Homeowners that hook up to water will eventually have to pay back the money over a 20-year period. The approximately $24 million cost of SCWA will be paid for by those who sign up to install it, town taxpayers as a whole, and with grant money. The town also hopes it will be allowed to tap into Community Preservation Funds, and has asked Assemblyman Fred Thiele to see if it is an allowable CPF use.

There is considerable sentiment in Wainscott that the town should absorb the entire cost because it is believed by some that East Hampton Airport, owned by the town, is the root of the contamination.

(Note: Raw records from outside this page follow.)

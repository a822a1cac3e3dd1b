//! Stepper ramp profile.
//!
//! A profile is a linear acceleration ramp followed by a constant-speed run.
//! There is no deceleration phase.
//!
//! ```text
//! f ▲
//!   │          ┌──────────────────────── target
//!   │        ┌─┘
//!   │      ┌─┘
//!   │    ┌─┘    ramp_steps
//!   │  ┌─┘
//!   └──┴───────────────────────────────▶ step
//! ```
//!
//! Step `i` of the ramp (1-based) runs at `increment * i`; every step is one
//! HIGH hold and one LOW hold of `1 / (2 * f)` seconds each.

use crate::error::MotionError;
use archimedes_common::consts::{MAX_RAMP_STEPS, MIN_RAMP_STEPS};
use archimedes_common::hal::types::Level;
use archimedes_common::machine::axis::AxisConfig;

/// Step timing for one move. Derived, never mutated.
#[derive(Debug, Clone, Copy, PartialEq)]
pub struct RampProfile {
    total_steps: u64,
    ramp_steps: u64,
    target_frequency_hz: f64,
    frequency_increment: f64,
}

impl RampProfile {
    /// Compute the profile for `distance_inches` at `rpm` on `axis`.
    ///
    /// # Errors
    /// `InvalidMotionParameter` for a non-positive or non-finite distance or
    /// RPM, a non-positive step frequency, or a distance shorter than half a
    /// step.
    pub fn compute(
        distance_inches: f64,
        rpm: f64,
        axis: &AxisConfig,
    ) -> Result<Self, MotionError> {
        if !(distance_inches.is_finite() && distance_inches > 0.0) {
            return Err(MotionError::invalid(format!(
                "axis {}: distance must be a positive number of inches, got {distance_inches}",
                axis.id
            )));
        }
        if !rpm.is_finite() {
            return Err(MotionError::invalid(format!(
                "axis {}: rpm must be finite, got {rpm}",
                axis.id
            )));
        }

        let steps_per_rev = f64::from(axis.steps_per_revolution);
        let target_frequency_hz = rpm * steps_per_rev / 60.0;
        if !(target_frequency_hz > 0.0) {
            return Err(MotionError::invalid(format!(
                "axis {}: step frequency must be positive (rpm {rpm})",
                axis.id
            )));
        }

        let total_steps = steps_for(distance_inches, axis);
        if total_steps == 0 {
            return Err(MotionError::invalid(format!(
                "axis {}: {distance_inches} in is shorter than one step",
                axis.id
            )));
        }

        let ramp_steps = ((target_frequency_hz * axis.ramp_time_seconds).round() as u64)
            .clamp(MIN_RAMP_STEPS, MAX_RAMP_STEPS)
            .min(total_steps);

        Ok(Self {
            total_steps,
            ramp_steps,
            target_frequency_hz,
            frequency_increment: target_frequency_hz / ramp_steps as f64,
        })
    }

    #[inline]
    pub const fn total_steps(&self) -> u64 {
        self.total_steps
    }

    #[inline]
    pub const fn ramp_steps(&self) -> u64 {
        self.ramp_steps
    }

    /// Steps run at the target frequency.
    #[inline]
    pub const fn constant_steps(&self) -> u64 {
        self.total_steps - self.ramp_steps
    }

    #[inline]
    pub const fn target_frequency_hz(&self) -> f64 {
        self.target_frequency_hz
    }

    #[inline]
    pub const fn frequency_increment(&self) -> f64 {
        self.frequency_increment
    }

    /// Pulse frequency of step `index` (0-based).
    pub fn step_frequency(&self, index: u64) -> f64 {
        if index < self.ramp_steps {
            self.frequency_increment * (index + 1) as f64
        } else {
            self.target_frequency_hz
        }
    }

    /// Half-period of every step, in order. Restartable: each call starts over.
    pub fn half_periods(&self) -> HalfPeriods {
        HalfPeriods {
            profile: *self,
            next: 0,
        }
    }

    /// Alternating `(HIGH, hold)`, `(LOW, hold)` pairs for the step pin.
    pub fn intervals(&self) -> impl Iterator<Item = (Level, f64)> + use<> {
        self.half_periods()
            .flat_map(|half| [(Level::High, half), (Level::Low, half)])
    }

    /// Nominal move time ignoring write latency, seconds.
    pub fn nominal_duration(&self) -> f64 {
        self.half_periods().map(|half| 2.0 * half).sum()
    }
}

/// Steps needed for `distance_inches` on `axis`, rounded to nearest.
pub fn steps_for(distance_inches: f64, axis: &AxisConfig) -> u64 {
    (distance_inches * f64::from(axis.steps_per_revolution) * axis.pitch_per_revolution).round()
        as u64
}

/// Inches covered by `steps` on `axis`.
pub fn inches_for(steps: u64, axis: &AxisConfig) -> f64 {
    steps as f64 / (f64::from(axis.steps_per_revolution) * axis.pitch_per_revolution)
}

/// Iterator over the per-step half-periods of a [`RampProfile`].
#[derive(Debug, Clone)]
pub struct HalfPeriods {
    profile: RampProfile,
    next: u64,
}

impl Iterator for HalfPeriods {
    type Item = f64;

    fn next(&mut self) -> Option<f64> {
        if self.next >= self.profile.total_steps {
            return None;
        }
        let f = self.profile.step_frequency(self.next);
        self.next += 1;
        Some(1.0 / (2.0 * f))
    }

    fn size_hint(&self) -> (usize, Option<usize>) {
        let left = (self.profile.total_steps - self.next) as usize;
        (left, Some(left))
    }
}

impl ExactSizeIterator for HalfPeriods {}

Toward that end, the town is putting out the word that the wells could have been contaminated by firefighters using the firefighting foam while going through drills on nearby parcels.

The chemicals are also widely used in fire suppressant products to put out airplane engine fires and in aviation hydraulic fluids.

In addition, these chemicals are used for industrial purposes in photo imaging, metal plating, semiconductor coatings, aviation hydraulic fluids, medical devices, for insect bait, printer and copy machine parts, chemically-driven oil production, rubber, and plastic industries.

Shaw Aero Devices, located at 6 Industrial Road until 1993, may have also used products containing or manufactured with PFCs, particularly ethyl acetate, according to filings with the US Patent Office. Some of the products Shaw was developing used the chemical in the production process.

Ironically the SCWA is targeting a drilling project site that is situated on the west side of Stephen Hands Path, 455 feet north of the Long Island Rail Road train tracks in Wainscott and recently filed a “Neg Dec,” indicating there are no adverse effects to the environment anticipated.